- **PROBLEM DETAILS**: Your response should consist of every entry, unchanged.

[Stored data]
------------------------------------------------

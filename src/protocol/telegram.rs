use std::fmt;

use crate::core::{Error, Result, TelegramField};
use crate::time::{util::days_in_month, CalendarTimestamp};
use crate::util::{bcd_digits_valid, bcd_value, even_parity};
use super::{
    DATE_PARITY_BIT, DAY_BITS, HOUR_BITS, HOUR_PARITY_BIT, LEAP_SECOND_BIT,
    LEAP_TELEGRAM_BITS, MINUTE_BITS, MINUTE_PARITY_BIT, MONTH_BITS, STANDARD_TIME_BIT,
    START_OF_MINUTE_BIT, START_OF_TIME_BIT, SUMMER_TIME_BIT, TELEGRAM_BITS, WEEKDAY_BITS,
    YEAR_BITS,
};

/// Bits received during one minute, with a bounded write cursor
#[derive(Clone, PartialEq, Eq)]
pub struct Telegram {
    bits: [bool; LEAP_TELEGRAM_BITS],
    len: usize,
}

impl Default for Telegram {
    fn default() -> Self {
        Telegram::new()
    }
}

impl Telegram {
    /// Creates an empty telegram
    pub fn new() -> Self {
        Telegram {
            bits: [false; LEAP_TELEGRAM_BITS],
            len: 0,
        }
    }

    pub(super) fn from_array(bits: [bool; LEAP_TELEGRAM_BITS], len: usize) -> Self {
        Telegram {
            bits,
            len: len.min(LEAP_TELEGRAM_BITS),
        }
    }

    /// Appends the bit of the next second.
    ///
    /// A full telegram means a minute marker was missed; the bit is rejected
    /// and the caller is expected to resynchronize.
    pub fn push(&mut self, bit: bool) -> Result<()> {
        if self.len >= LEAP_TELEGRAM_BITS {
            return Err(Error::desync(format!(
                "telegram overflow after {} bits without minute marker",
                self.len
            )));
        }
        self.bits[self.len] = bit;
        self.len += 1;
        Ok(())
    }

    pub fn len(&self) -> usize {
        self.len
    }

    pub fn is_empty(&self) -> bool {
        self.len == 0
    }

    /// True once a regular or leap-second telegram has been collected
    pub fn is_complete(&self) -> bool {
        self.len == TELEGRAM_BITS || self.len == LEAP_TELEGRAM_BITS
    }

    pub fn clear(&mut self) {
        self.bits = [false; LEAP_TELEGRAM_BITS];
        self.len = 0;
    }

    pub fn bit(&self, index: usize) -> Option<bool> {
        self.as_slice().get(index).copied()
    }

    /// Overwrites an already received bit
    pub fn set_bit(&mut self, index: usize, value: bool) -> Result<()> {
        if index >= self.len {
            return Err(Error::framing(format!(
                "bit {} beyond telegram length {}",
                index, self.len
            )));
        }
        self.bits[index] = value;
        Ok(())
    }

    pub fn as_slice(&self) -> &[bool] {
        &self.bits[..self.len]
    }

    /// Summer time flag, `None` unless exactly one of the two zone bits is set
    pub fn summer_time(&self) -> Option<bool> {
        match (self.bit(SUMMER_TIME_BIT)?, self.bit(STANDARD_TIME_BIT)?) {
            (true, false) => Some(true),
            (false, true) => Some(false),
            _ => None,
        }
    }

    /// Decodes the minute, hour and date fields.
    ///
    /// Each field is guarded by an even parity bit; the first field failing
    /// its parity or range check is reported. The returned timestamp keeps the
    /// broadcast day of week.
    pub fn decode(&self) -> Result<CalendarTimestamp> {
        if !self.is_complete() {
            return Err(Error::TelegramLength(self.len));
        }
        let bits = self.as_slice();

        if bits[START_OF_MINUTE_BIT] {
            return Err(Error::framing("start of minute bit set"));
        }
        if !bits[START_OF_TIME_BIT] {
            return Err(Error::framing("start of time bit missing"));
        }
        if self.len == LEAP_TELEGRAM_BITS && bits[LEAP_SECOND_BIT] {
            return Err(Error::framing("leap second bit set"));
        }

        if !even_parity(&bits[MINUTE_BITS.start..=MINUTE_PARITY_BIT]) {
            return Err(Error::Parity(TelegramField::Minute));
        }
        let minute = checked_bcd(&bits[MINUTE_BITS], TelegramField::Minute)?;
        if minute > 59 {
            return Err(Error::OutOfRange(TelegramField::Minute));
        }

        if !even_parity(&bits[HOUR_BITS.start..=HOUR_PARITY_BIT]) {
            return Err(Error::Parity(TelegramField::Hour));
        }
        let hour = checked_bcd(&bits[HOUR_BITS], TelegramField::Hour)?;
        if hour > 23 {
            return Err(Error::OutOfRange(TelegramField::Hour));
        }

        if !even_parity(&bits[DAY_BITS.start..=DATE_PARITY_BIT]) {
            return Err(Error::Parity(TelegramField::Date));
        }
        let date = checked_bcd(&bits[DAY_BITS], TelegramField::Date)?;
        let day_of_week = bcd_value(&bits[WEEKDAY_BITS]);
        let month = checked_bcd(&bits[MONTH_BITS], TelegramField::Date)?;
        let year = checked_bcd(&bits[YEAR_BITS], TelegramField::Date)?;
        if !(1..=12).contains(&month)
            || !(1..=7).contains(&day_of_week)
            || date < 1
            || date > days_in_month(month, year)
        {
            return Err(Error::OutOfRange(TelegramField::Date));
        }

        let mut timestamp = CalendarTimestamp::new(minute, hour, date, day_of_week, month, year);
        timestamp.set_day_of_week(day_of_week);
        Ok(timestamp)
    }
}

fn checked_bcd(bits: &[bool], field: TelegramField) -> Result<u8> {
    if !bcd_digits_valid(bits) {
        return Err(Error::OutOfRange(field));
    }
    Ok(bcd_value(bits))
}

impl fmt::Debug for Telegram {
    fn fmt(&self, f: &mut fmt::Formatter<'_>) -> fmt::Result {
        let bits: String = self
            .as_slice()
            .iter()
            .map(|bit| if *bit { '1' } else { '0' })
            .collect();
        f.debug_struct("Telegram")
            .field("len", &self.len)
            .field("bits", &bits)
            .finish()
    }
}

------------------------------------------------

- **ANSWER AREA**:
filename src/protocol/telegram.rs
use std::fmt;

use crate::core::{Error, Result, TelegramField};
use crate::time::{util::days_in_month, CalendarTimestamp};
use crate::util::{bcd_digits_valid, bcd_value, even_parity};
use super::{
    DATE_PARITY_BIT, DAY_BITS, HOUR_BITS, HOUR_PARITY_BIT, LEAP_SECOND_BIT,
    LEAP_TELEGRAM_BITS, MINUTE_BITS, MINUTE_PARITY_BIT, MONTH_BITS, STANDARD_TIME_BIT,
    START_OF_MINUTE_BIT, START_OF_TIME_BIT, SUMMER_TIME_BIT, TELEGRAM_BITS, WEEKDAY_BITS,
    YEAR_BITS,
};

/// Bits received during one minute, with a bounded write cursor
#[derive(Clone, PartialEq, Eq)]
pub struct Telegram {
    bits: [bool; LEAP_TELEGRAM_BITS],
    len: usize,
}

impl Default for Telegram {
    fn default() -> Self {
        Telegram::new()
    }
}

impl Telegram {
    /// Creates an empty telegram
    pub fn new() -> Self {
        Telegram {
            bits: [false; LEAP_TELEGRAM_BITS],
            len: 0,
        }
    }

    pub(super) fn from_array(bits: [bool; LEAP_TELEGRAM_BITS], len: usize) -> Self {
        Telegram {
            bits,
            len: len.min(LEAP_TELEGRAM_BITS),
        }
    }

    /// Appends the bit of the next second.
    ///
    /// A full telegram means a minute marker was missed; the bit is rejected
    /// and the caller is expected to resynchronize.
    pub fn push(&mut self, bit: bool) -> Result<()> {
        if self.len >= LEAP_TELEGRAM_BITS {
            return Err(Error::desync(format!(
                "telegram overflow after {} bits without minute marker",
                self.len
            )));
        }
        self.bits[self.len] = bit;
        self.len += 1;
        Ok(())
    }

    pub fn len(&self) -> usize {
        self.len
    }

    pub fn is_empty(&self) -> bool {
        self.len == 0
    }

    /// True once a regular or leap-second telegram has been collected
    pub fn is_complete(&self) -> bool {
        self.len == TELEGRAM_BITS || self.len == LEAP_TELEGRAM_BITS
    }

    pub fn clear(&mut self) {
        self.bits = [false; LEAP_TELEGRAM_BITS];
        self.len = 0;
    }

    pub fn bit(&self, index: usize) -> Option<bool> {
        self.as_slice().get(index).copied()
    }

    /// Overwrites an already received bit
    pub fn set_bit(&mut self, index: usize, value: bool) -> Result<()> {
        if index >= self.len {
            return Err(Error::framing(format!(
                "bit {} beyond telegram length {}",
                index, self.len
            )));
        }
        self.bits[index] = value;
        Ok(())
    }

    pub fn as_slice(&self) -> &[bool] {
        &self.bits[..self.len]
    }

    /// Summer time flag, `None` unless exactly one of the two zone bits is set
    pub fn summer_time(&self) -> Option<bool> {
        match (self.bit(SUMMER_TIME_BIT)?, self.bit(STANDARD_TIME_BIT)?) {
            (true, false) => Some(true),
            (false, true) => Some(false),
            _ => None,
        }
    }

    /// Decodes the minute, hour and date fields.
    ///
    /// Each field is guarded by an even parity bit; the first field failing
    /// its parity or range check is reported. The returned timestamp keeps the
    /// broadcast day of week.
    pub fn decode(&self) -> Result<CalendarTimestamp> {
        if !self.is_complete() {
            return Err(Error::TelegramLength(self.len));
        }
        let bits = self.as_slice();

        if bits[START_OF_MINUTE_BIT] {
            return Err(Error::framing("start of minute bit set"));
        }
        if !bits[START_OF_TIME_BIT] {
            return Err(Error::framing("start of time bit missing"));
        }
        if self.len == LEAP_TELEGRAM_BITS && bits[LEAP_SECOND_BIT] {
            return Err(Error::framing("leap second bit set"));
        }

        if !even_parity(&bits[MINUTE_BITS.start..=MINUTE_PARITY_BIT]) {
            return Err(Error::Parity(TelegramField::Minute));
        }
        let minute = checked_bcd(&bits[MINUTE_BITS], TelegramField::Minute)?;
        if minute > 59 {
            return Err(Error::OutOfRange(TelegramField::Minute));
        }

        if !even_parity(&bits[HOUR_BITS.start..=HOUR_PARITY_BIT]) {
            return Err(Error::Parity(TelegramField::Hour));
        }
        let hour = checked_bcd(&bits[HOUR_BITS], TelegramField::Hour)?;
        if hour > 23 {
            return Err(Error::OutOfRange(TelegramField::Hour));
        }

        if !even_parity(&bits[DAY_BITS.start..=DATE_PARITY_BIT]) {
            return Err(Error::Parity(TelegramField::Date));
        }
        let date = checked_bcd(&bits[DAY_BITS], TelegramField::Date)?;
        let day_of_week = bcd_value(&bits[WEEKDAY_BITS]);
        let month = checked_bcd(&bits[MONTH_BITS], TelegramField::Date)?;
        let year = checked_bcd(&bits[YEAR_BITS], TelegramField::Date)?;
        if !(1..=12).contains(&month)
            || !(1..=7).contains(&day_of_week)
            || date < 1
            || date > days_in_month(month, year)
        {
            return Err(Error::OutOfRange(TelegramField::Date));
        }

        let mut timestamp = CalendarTimestamp::new(minute, hour, date, day_of_week, month, year);
        timestamp.set_day_of_week(day_of_week);
        Ok(timestamp)
    }
}

fn checked_bcd(bits: &[bool], field: TelegramField) -> Result<u8> {
    if !bcd_digits_valid(bits) {
        return Err(Error::OutOfRange(field));
    }
    Ok(bcd_value(bits))
}

impl fmt::Debug for Telegram {
    fn fmt(&self, f: &mut fmt::Formatter<'_>) -> fmt::Result {
        let bits: String = self
            .as_slice()
            .iter()
            .map(|bit| if *bit { '1' } else { '0' })
            .collect();
        f.debug_struct("Telegram")
            .field("len", &self.len)
            .field("bits", &bits)
            .finish()
    }
}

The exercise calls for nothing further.